Though Lincoln the character's first cinematic appearance dates back to 1911 in the silent short "His First Commission," according to IMDB.com, the first biographical portrayal of his life was D.W. Griffith’s 1915 film "Abraham Lincoln." The movie attempts to tell the entire life story of the 16th president in 90 minutes through brief vignettes, consequently oversimplifying or eliminating many details of Lincoln’s presidential years – notably the Gettysburg Address.
Filmmaker Steven Spielberg’s "Lincoln" has been acclaimed for its portrayal of events on a broad scale. But Lincoln biographer and content consultant for the movie Harold Holzer said there are intentional "historical bloopers" put in the film for the dramatic effect.
"There is no doubt that Spielberg has traveled toward an understanding of Abraham Lincoln more boldly than any other filmmaker before him," Holzer said. Actor Daniel Day-Lewis won a best actor Oscar in 2013 for playing Lincoln in the film.
Lincoln may have grown up wielding an axe and splitting logs to make rail fences, but the man nicknamed the "Rail Splitter" was definitely not a "Vampire Hunter."
In recent years, there has been a surge of pop culture interpretations and references to Lincoln among the more than 300 depictions in film and television. The short-lived Comedy Central animated series "Clone High" featured a pimply-faced, teenage Abe Lincoln — voiced by "SNL's" Will Forte — who pals around with Mahatma Gandhi and Joan of Arc. Forte also voiced Lincoln as a master builder in a cameo for "The Lego Movie."
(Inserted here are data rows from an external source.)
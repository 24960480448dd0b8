//! Reader and writer for the VRML subset used for molecular surface geometry.
//!
//! Only the `point [ ... ]` fields of `Coordinate` nodes are interpreted. Every
//! such list in the file is read in order and concatenated; all other nodes,
//! fields and `#` comments are skipped.

use super::traits::PointCloudFile;
use nalgebra::Point3;
use std::io::{self, BufRead, Write};
use thiserror::Error;

#[derive(Debug, Error)]
pub enum VrmlError {
    #[error("I/O error: {0}")]
    Io(#[from] io::Error),
    #[error("Parse error on line {line}: {kind}")]
    Parse { line: usize, kind: VrmlParseErrorKind },
    #[error("Missing required record: {0}")]
    MissingRecord(String),
}

#[derive(Debug, Error)]
pub enum VrmlParseErrorKind {
    #[error("Invalid coordinate value '{value}'")]
    InvalidFloat { value: String },
    #[error("Coordinate list holds {values} values, which is not a multiple of 3")]
    IncompleteTriple { values: usize },
    #[error("Expected '{expected}' but found '{found}'")]
    UnexpectedToken {
        expected: &'static str,
        found: String,
    },
    #[error("Unterminated list or node")]
    Unterminated,
}

struct Token {
    text: String,
    line: usize,
}

fn tokenize(reader: &mut impl BufRead) -> Result<Vec<Token>, io::Error> {
    let mut tokens = Vec::new();
    for (line_num, line_res) in reader.lines().enumerate() {
        let line = line_res?;
        let content = match line.find('#') {
            Some(pos) => &line[..pos],
            None => line.as_str(),
        };
        let mut current = String::new();
        for ch in content.chars() {
            match ch {
                '[' | ']' | '{' | '}' => {
                    if !current.is_empty() {
                        tokens.push(Token {
                            text: std::mem::take(&mut current),
                            line: line_num + 1,
                        });
                    }
                    tokens.push(Token {
                        text: ch.to_string(),
                        line: line_num + 1,
                    });
                }
                ',' => {
                    if !current.is_empty() {
                        tokens.push(Token {
                            text: std::mem::take(&mut current),
                            line: line_num + 1,
                        });
                    }
                }
                c if c.is_whitespace() => {
                    if !current.is_empty() {
                        tokens.push(Token {
                            text: std::mem::take(&mut current),
                            line: line_num + 1,
                        });
                    }
                }
                c => current.push(c),
            }
        }
        if !current.is_empty() {
            tokens.push(Token {
                text: current,
                line: line_num + 1,
            });
        }
    }
    Ok(tokens)
}

fn read_point_list(
    tokens: &[Token],
    start: usize,
    out: &mut Vec<Point3<f64>>,
) -> Result<usize, VrmlError> {
    let open = tokens.get(start).ok_or(VrmlError::Parse {
        line: tokens.last().map_or(0, |t| t.line),
        kind: VrmlParseErrorKind::Unterminated,
    })?;
    if open.text != "[" {
        return Err(VrmlError::Parse {
            line: open.line,
            kind: VrmlParseErrorKind::UnexpectedToken {
                expected: "[",
                found: open.text.clone(),
            },
        });
    }

    let mut values = Vec::new();
    let mut idx = start + 1;
    loop {
        let token = tokens.get(idx).ok_or(VrmlError::Parse {
            line: open.line,
            kind: VrmlParseErrorKind::Unterminated,
        })?;
        if token.text == "]" {
            break;
        }
        let value: f64 = token.text.parse().map_err(|_| VrmlError::Parse {
            line: token.line,
            kind: VrmlParseErrorKind::InvalidFloat {
                value: token.text.clone(),
            },
        })?;
        values.push(value);
        idx += 1;
    }

    if values.len() % 3 != 0 {
        return Err(VrmlError::Parse {
            line: open.line,
            kind: VrmlParseErrorKind::IncompleteTriple {
                values: values.len(),
            },
        });
    }
    out.extend(
        values
            .chunks_exact(3)
            .map(|c| Point3::new(c[0], c[1], c[2])),
    );
    Ok(idx + 1)
}

pub struct VrmlFile;

impl PointCloudFile for VrmlFile {
    type Data = Vec<Point3<f64>>;
    type Error = VrmlError;

    fn read_from(reader: &mut impl BufRead) -> Result<Self::Data, Self::Error> {
        let tokens = tokenize(reader)?;
        let mut points = Vec::new();
        let mut found_coordinate = false;

        let mut depth = 0usize;
        // Brace depths at which an enclosing `Coordinate` node was opened.
        let mut coordinate_depths: Vec<usize> = Vec::new();
        let mut pending_coordinate = false;

        let mut idx = 0;
        while idx < tokens.len() {
            let token = &tokens[idx];
            match token.text.as_str() {
                "Coordinate" => pending_coordinate = true,
                "{" => {
                    depth += 1;
                    if pending_coordinate {
                        coordinate_depths.push(depth);
                        pending_coordinate = false;
                    }
                }
                "}" => {
                    if coordinate_depths.last() == Some(&depth) {
                        coordinate_depths.pop();
                    }
                    depth = depth.saturating_sub(1);
                }
                "point" if coordinate_depths.last() == Some(&depth) => {
                    found_coordinate = true;
                    idx = read_point_list(&tokens, idx + 1, &mut points)?;
                    continue;
                }
                _ => pending_coordinate = false,
            }
            idx += 1;
        }

        if depth != 0 || !coordinate_depths.is_empty() {
            return Err(VrmlError::Parse {
                line: tokens.last().map_or(0, |t| t.line),
                kind: VrmlParseErrorKind::Unterminated,
            });
        }
        if !found_coordinate {
            return Err(VrmlError::MissingRecord("Coordinate point field".into()));
        }
        Ok(points)
    }

    fn write_to(data: &Self::Data, writer: &mut impl Write) -> Result<(), Self::Error> {
        writeln!(writer, "#VRML V2.0 utf8")?;
        writeln!(writer, "Shape {{")?;
        writeln!(writer, "  geometry PointSet {{")?;
        writeln!(writer, "    coord Coordinate {{")?;
        writeln!(writer, "      point [")?;
        for p in data {
            writeln!(writer, "        {} {} {},", p.x, p.y, p.z)?;
        }
        writeln!(writer, "      ]")?;
        writeln!(writer, "    }}")?;
        writeln!(writer, "  }}")?;
        writeln!(writer, "}}")?;
        Ok(())
    }
}

#[cfg(test)]
mod tests {
    use super::*;
    use std::io::Cursor;

    fn read(content: &str) -> Result<Vec<Point3<f64>>, VrmlError> {
        VrmlFile::read_from(&mut Cursor::new(content))
    }

    #[test]
    fn reads_points_from_indexed_face_set() {
        let content = r#"#VRML V2.0 utf8
# molecular surface
Transform {
  children [
    Shape {
      appearance Appearance { material Material { diffuseColor 1 0 0 } }
      geometry IndexedFaceSet {
        coord DEF surf Coordinate {
          point [ 0 0 0, 1.5 0 0,
                  0 -2 0.25 ]
        }
        coordIndex [ 0, 1, 2, -1 ]
      }
    }
  ]
}
"#;
        let points = read(content).unwrap();
        assert_eq!(points.len(), 3);
        assert_eq!(points[1], Point3::new(1.5, 0.0, 0.0));
        assert_eq!(points[2], Point3::new(0.0, -2.0, 0.25));
    }

    #[test]
    fn concatenates_multiple_coordinate_nodes() {
        let content = "Shape { geometry PointSet { coord Coordinate { point [ 1 2 3 ] } } }\n\
                       Shape { geometry PointSet { coord Coordinate { point [ 4 5 6, 7 8 9 ] } } }";
        let points = read(content).unwrap();
        assert_eq!(points.len(), 3);
        assert_eq!(points[2], Point3::new(7.0, 8.0, 9.0));
    }

    #[test]
    fn ignores_point_fields_outside_coordinate_nodes() {
        let content = "Foo { point [ 9 9 9 ] } Shape { geometry PointSet { coord Coordinate { point [ 1 1 1 ] } } }";
        let points = read(content).unwrap();
        assert_eq!(points, vec![Point3::new(1.0, 1.0, 1.0)]);
    }

    #[test]
    fn rejects_incomplete_triples() {
        let result = read("Coordinate { point [ 1 2 3, 4 5 ] }");
        assert!(matches!(
            result,
            Err(VrmlError::Parse {
                kind: VrmlParseErrorKind::IncompleteTriple { values: 5 },
                ..
            })
        ));
    }

    #[test]
    fn rejects_invalid_numbers() {
        let result = read("Coordinate {\n point [ 1 2 x ]\n}");
        assert!(matches!(
            result,
            Err(VrmlError::Parse {
                line: 2,
                kind: VrmlParseErrorKind::InvalidFloat { .. }
            })
        ));
    }

    #[test]
    fn rejects_unterminated_list() {
        let result = read("Coordinate { point [ 1 2 3 ");
        assert!(matches!(
            result,
            Err(VrmlError::Parse {
                kind: VrmlParseErrorKind::Unterminated,
                ..
            })
        ));
    }

    #[test]
    fn missing_coordinate_is_an_error() {
        let result = read("#VRML V2.0 utf8\nShape { }");
        assert!(matches!(result, Err(VrmlError::MissingRecord(_))));
    }

    #[test]
    fn written_file_reads_back_identically() {
        let points = vec![
            Point3::new(0.1, -2.25, 3.0),
            Point3::new(1e-7, 4.0, -0.333333333333),
        ];
        let mut buffer = Vec::new();
        VrmlFile::write_to(&points, &mut buffer).unwrap();
        let text = String::from_utf8(buffer).unwrap();
        assert!(text.starts_with("#VRML V2.0 utf8"));
        assert_eq!(read(&text).unwrap(), points);
    }
}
Honest Abe also joined forces with Spock and Kirk in "Star Trek" to fight four notorious evil villains, including Genghis Khan, in a battle of good versus evil. His Gettysburg Address-style speech in "Bill and Ted's Excellent Adventure," meanwhile, reminded students to "be excellent to each other, and party on, dudes!"
From the fictional to the biographical, here are some other memorable depictions of Lincoln, as the nation's attention turns to the 16th president on the 150th anniversary of his assassination:
"Drunk History" Vol. 5 (Will Ferrell as Abe Lincoln)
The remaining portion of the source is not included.